What is needed:
When a line in the records contains the string "already", copy that line.

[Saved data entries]

-------------------------

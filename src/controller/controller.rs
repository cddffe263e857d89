use super::config::ControllerConfig;
use super::state::{CallSnapshot, EventOutcome, SessionState, StartCompletion};
use super::status::CallStatus;
use crate::error::{CallError, CallResult};
use crate::microphone::MicrophoneAccess;
use crate::observer::CallObserver;
use crate::sdk::{CallSdk, EventSubscription};
use crate::token::TokenService;
use std::sync::{Arc, Mutex as StdMutex, PoisonError};
use std::time::Duration;
use tokio::sync::{watch, Mutex};
use tokio::task::JoinHandle;

/// State shared between the controller, its event task and the error watchdog
struct Shared {
    state: Mutex<SessionState>,
    snapshot_tx: watch::Sender<CallSnapshot>,
    observer: Arc<dyn CallObserver>,
    watchdog: StdMutex<Option<JoinHandle<()>>>,
    error_grace: Duration,
}

impl Shared {
    /// Mutate the session state, then report and publish any change
    async fn update<R>(&self, f: impl FnOnce(&mut SessionState) -> R) -> R {
        let mut state = self.state.lock().await;
        let before = state.status().clone();
        let result = f(&mut *state);

        if *state.status() != before {
            self.observer.status_changed(&before, state.status());
        }
        self.snapshot_tx.send_replace(state.snapshot());

        result
    }

    fn arm_watchdog(self: &Arc<Self>, epoch: u64, sdk: Arc<dyn CallSdk>) {
        let shared = Arc::clone(self);
        let grace = self.error_grace;

        let task = tokio::spawn(async move {
            tokio::time::sleep(grace).await;

            if !shared.update(|state| state.fire_watchdog(epoch)).await {
                return;
            }

            shared
                .observer
                .note("No call_ended after SDK error, treating session as ended");
            if let Err(e) = sdk.stop_call().await {
                shared.observer.action_failed(
                    "stop",
                    &CallError::Stop { message: e.message },
                );
            }
        });

        let previous = lock(&self.watchdog).replace(task);
        if let Some(previous) = previous {
            previous.abort();
        }
    }

    fn cancel_watchdog(&self) {
        if let Some(task) = lock(&self.watchdog).take() {
            task.abort();
        }
    }
}

fn lock<T>(mutex: &StdMutex<T>) -> std::sync::MutexGuard<'_, T> {
    mutex.lock().unwrap_or_else(PoisonError::into_inner)
}

/// Supervises one realtime call at a time on behalf of a presentation layer.
///
/// The controller exclusively owns the SDK handle, registers exactly one
/// event listener on it at construction and detaches it on `dispose()` or
/// drop. Must be created inside a tokio runtime.
pub struct CallController {
    config: ControllerConfig,
    shared: Arc<Shared>,
    sdk: StdMutex<Option<Arc<dyn CallSdk>>>,
    microphone: Arc<dyn MicrophoneAccess>,
    tokens: Arc<dyn TokenService>,
    event_task: StdMutex<Option<JoinHandle<()>>>,
}

impl CallController {
    pub fn new(
        config: ControllerConfig,
        sdk: Box<dyn CallSdk>,
        microphone: Arc<dyn MicrophoneAccess>,
        tokens: Arc<dyn TokenService>,
        observer: Arc<dyn CallObserver>,
    ) -> Self {
        let sdk: Arc<dyn CallSdk> = Arc::from(sdk);
        let state = SessionState::new();
        let (snapshot_tx, _) = watch::channel(state.snapshot());

        let shared = Arc::new(Shared {
            state: Mutex::new(state),
            snapshot_tx,
            observer,
            watchdog: StdMutex::new(None),
            error_grace: config.error_grace,
        });

        let subscription = sdk.subscribe();
        let event_task = tokio::spawn(Self::pump_events(
            Arc::clone(&shared),
            Arc::clone(&sdk),
            subscription,
        ));

        shared.observer.note(&format!("Call controller '{}' ready", config.name));

        Self {
            config,
            shared,
            sdk: StdMutex::new(Some(sdk)),
            microphone,
            tokens,
            event_task: StdMutex::new(Some(event_task)),
        }
    }

    /// Handle SDK events strictly in emission order
    async fn pump_events(
        shared: Arc<Shared>,
        sdk: Arc<dyn CallSdk>,
        mut subscription: EventSubscription,
    ) {
        while let Some(event) = subscription.next().await {
            shared.observer.event_received(&event);

            match shared.update(|state| state.apply_event(&event)).await {
                EventOutcome::Ignored(reason) => shared.observer.event_ignored(&event, reason),
                EventOutcome::ArmWatchdog(epoch) => shared.arm_watchdog(epoch, Arc::clone(&sdk)),
                EventOutcome::Applied | EventOutcome::Unchanged => {}
            }
        }

        shared.observer.note("SDK event stream closed");
    }

    /// Start a new call.
    ///
    /// Failures are converted into the snapshot's status; nothing is
    /// returned to the caller. Does nothing while a call is active, another
    /// start is still pending, or a stopped start's SDK session is still
    /// opening.
    pub async fn start(&self) {
        let Some(generation) = self.shared.update(|state| state.begin_start()).await else {
            self.shared
                .observer
                .note("Start ignored: a call is already active or starting");
            return;
        };

        let result = self.run_start(generation).await;
        if let Err(err) = &result {
            self.shared.observer.action_failed("start", err);
        }

        let completion = self
            .shared
            .update(|state| state.finish_start(generation, &result))
            .await;

        if completion == (StartCompletion::Stale { abandon_session: true }) {
            self.shared
                .observer
                .note("Start resolved after stop, stopping abandoned session");
            if let Some(sdk) = self.sdk() {
                if let Err(e) = sdk.stop_call().await {
                    self.shared
                        .observer
                        .action_failed("stop", &CallError::Stop { message: e.message });
                }
            }
            self.shared
                .update(|state| state.end_sdk_start(generation))
                .await;
        }
    }

    /// Returns whether an SDK session was opened for this generation
    async fn run_start(&self, generation: u64) -> CallResult<bool> {
        let sdk = self
            .sdk()
            .ok_or_else(|| CallError::session_start("Call client has been disposed"))?;

        // Only surfaces the permission prompt; the probe is released at once
        // and on every early return
        let probe = self.microphone.request().await?;
        probe.release();

        if !self.advance(generation, CallStatus::CreatingSession).await {
            return Ok(false);
        }

        let token = self.tokens.create_web_call().await?;

        if !self
            .shared
            .update(|state| state.begin_sdk_start(generation))
            .await
        {
            return Ok(false);
        }

        sdk.start_call(&self.config.start_config(token))
            .await
            .map_err(|e| CallError::session_start(e.message))?;

        Ok(true)
    }

    async fn advance(&self, generation: u64, status: CallStatus) -> bool {
        self.shared
            .update(|state| state.advance(generation, status))
            .await
    }

    /// Stop the current call.
    ///
    /// Safe to call when idle or after dispose. The session is always
    /// reported inactive afterwards, even if the SDK stop fails.
    pub async fn stop(&self) {
        self.shared.update(|state| state.begin_stop()).await;
        self.shared.cancel_watchdog();

        if let Some(sdk) = self.sdk() {
            if let Err(e) = sdk.stop_call().await {
                self.shared
                    .observer
                    .action_failed("stop", &CallError::Stop { message: e.message });
            }
        }

        self.shared.update(|state| state.finish_stop()).await;
    }

    /// Detach SDK listeners and cancel background tasks. Idempotent.
    pub fn dispose(&self) {
        if let Some(sdk) = lock(&self.sdk).take() {
            sdk.remove_all_listeners();
            self.shared.observer.note("Call controller disposed");
        }

        if let Some(task) = lock(&self.event_task).take() {
            task.abort();
        }

        self.shared.cancel_watchdog();
    }

    pub fn is_disposed(&self) -> bool {
        lock(&self.sdk).is_none()
    }

    fn sdk(&self) -> Option<Arc<dyn CallSdk>> {
        lock(&self.sdk).clone()
    }

    /// Current derived state
    pub fn snapshot(&self) -> CallSnapshot {
        self.shared.snapshot_tx.borrow().clone()
    }

    /// Receiver notified on every state change
    pub fn subscribe(&self) -> watch::Receiver<CallSnapshot> {
        self.shared.snapshot_tx.subscribe()
    }

    pub fn status(&self) -> CallStatus {
        self.shared.snapshot_tx.borrow().status.clone()
    }

    pub fn is_active(&self) -> bool {
        self.shared.snapshot_tx.borrow().is_active
    }

    pub fn transcript(&self) -> String {
        self.shared.snapshot_tx.borrow().transcript.clone()
    }

    pub fn config(&self) -> &ControllerConfig {
        &self.config
    }
}

impl Drop for CallController {
    fn drop(&mut self) {
        self.dispose();
    }
}
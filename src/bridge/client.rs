use super::messages::{CommandReply, PermissionReply, Subjects};
use crate::error::{MicrophoneError, SdkError};
use crate::microphone::{MicrophoneAccess, MicrophoneProbe};
use crate::sdk::{CallEvent, CallSdk, EventSubscription, StartCallConfig};
use anyhow::{Context, Result};
use async_nats::{Client, Subscriber};
use futures::stream::StreamExt;
use std::sync::{Mutex, PoisonError};
use tokio::task::JoinHandle;
use tracing::{info, warn};

/// Connection to the NATS bridge process hosting the calling SDK
#[derive(Clone)]
pub struct NatsBridge {
    client: Client,
    subjects: Subjects,
}

impl NatsBridge {
    /// Connect to NATS server
    pub async fn connect(url: &str, bridge_id: &str) -> Result<Self> {
        info!("Connecting to call bridge '{}' via NATS at {}", bridge_id, url);

        let client = async_nats::connect(url)
            .await
            .context("Failed to connect to NATS")?;

        info!("Connected to NATS successfully");

        Ok(Self {
            client,
            subjects: Subjects::for_bridge(bridge_id),
        })
    }

    /// SDK handle for a call controller to own.
    ///
    /// The events subject is subscribed here, before any listener is
    /// attached, so events published in between are buffered rather than
    /// lost.
    pub async fn call_sdk(&self) -> Result<NatsCallSdk> {
        let events = self
            .client
            .subscribe(self.subjects.events.clone())
            .await
            .with_context(|| format!("Failed to subscribe to {}", self.subjects.events))?;

        info!("Subscribed to {}", self.subjects.events);

        Ok(NatsCallSdk {
            bridge: self.clone(),
            events: Mutex::new(Some(events)),
            listeners: Mutex::new(Vec::new()),
        })
    }

    pub fn microphone(&self) -> NatsMicrophone {
        NatsMicrophone {
            bridge: self.clone(),
        }
    }

    pub fn subjects(&self) -> &Subjects {
        &self.subjects
    }

    async fn round_trip<T: serde::de::DeserializeOwned>(
        &self,
        subject: &str,
        payload: Vec<u8>,
    ) -> Result<T> {
        let reply = self
            .client
            .request(subject.to_string(), payload.into())
            .await
            .with_context(|| format!("Bridge request to {} failed", subject))?;

        serde_json::from_slice(&reply.payload)
            .with_context(|| format!("Malformed bridge reply on {}", subject))
    }

    async fn command(&self, subject: &str, payload: Vec<u8>, action: &str) -> Result<(), SdkError> {
        let reply: CommandReply = self
            .round_trip(subject, payload)
            .await
            .map_err(|e| SdkError::new(format!("{:#}", e)))?;

        reply.into_result(action)
    }
}

/// Calling SDK driven through the bridge
pub struct NatsCallSdk {
    bridge: NatsBridge,
    /// Subscription opened by `call_sdk`, handed to the first listener
    events: Mutex<Option<Subscriber>>,
    listeners: Mutex<Vec<JoinHandle<()>>>,
}

#[async_trait::async_trait]
impl CallSdk for NatsCallSdk {
    async fn start_call(&self, config: &StartCallConfig) -> Result<(), SdkError> {
        let payload = serde_json::to_vec(config)
            .map_err(|e| SdkError::new(format!("Failed to encode start config: {}", e)))?;

        self.bridge
            .command(&self.bridge.subjects.start, payload, "call start")
            .await
    }

    async fn stop_call(&self) -> Result<(), SdkError> {
        self.bridge
            .command(&self.bridge.subjects.stop, b"{}".to_vec(), "call stop")
            .await
    }

    fn subscribe(&self) -> EventSubscription {
        let (sink, subscription) = EventSubscription::channel();
        let subject = self.bridge.subjects.events.clone();

        let Some(mut subscriber) = self
            .events
            .lock()
            .unwrap_or_else(PoisonError::into_inner)
            .take()
        else {
            // Dropping the sink closes the returned subscription
            warn!("Events on {} already have a listener", subject);
            return subscription;
        };

        let listener = tokio::spawn(async move {
            while let Some(msg) = subscriber.next().await {
                match serde_json::from_slice::<CallEvent>(&msg.payload) {
                    Ok(event) => {
                        if !sink.emit(event) {
                            break;
                        }
                    }
                    Err(e) => {
                        warn!("Failed to parse call event: {}", e);
                    }
                }
            }

            info!("Event listener on {} stopped", subject);
        });

        self.listeners
            .lock()
            .unwrap_or_else(PoisonError::into_inner)
            .push(listener);

        subscription
    }

    fn remove_all_listeners(&self) {
        let listeners: Vec<_> = self
            .listeners
            .lock()
            .unwrap_or_else(PoisonError::into_inner)
            .drain(..)
            .collect();

        for listener in listeners {
            listener.abort();
        }
    }
}

/// Microphone permission probe performed by the bridge
pub struct NatsMicrophone {
    bridge: NatsBridge,
}

#[async_trait::async_trait]
impl MicrophoneAccess for NatsMicrophone {
    async fn request(&self) -> Result<MicrophoneProbe, MicrophoneError> {
        let reply: PermissionReply = self
            .bridge
            .round_trip(&self.bridge.subjects.microphone, b"{}".to_vec())
            .await
            .map_err(|e| MicrophoneError::Unavailable(format!("{:#}", e)))?;

        reply.into_result()?;

        let client = self.bridge.client.clone();
        let subject = self.bridge.subjects.microphone_release.clone();

        Ok(MicrophoneProbe::new(move || {
            let Ok(runtime) = tokio::runtime::Handle::try_current() else {
                warn!("No runtime to release microphone probe on {}", subject);
                return;
            };
            runtime.spawn(async move {
                if let Err(e) = client.publish(subject.clone(), Vec::<u8>::new().into()).await {
                    warn!("Failed to release microphone probe on {}: {}", subject, e);
                }
            });
        }))
    }
}

impl Drop for NatsCallSdk {
    fn drop(&mut self) {
        self.remove_all_listeners();
    }
}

-------------------------

Solution:
                .note("Start ignored: a call is already active or starting");
            warn!("Events on {} already have a listener", subject);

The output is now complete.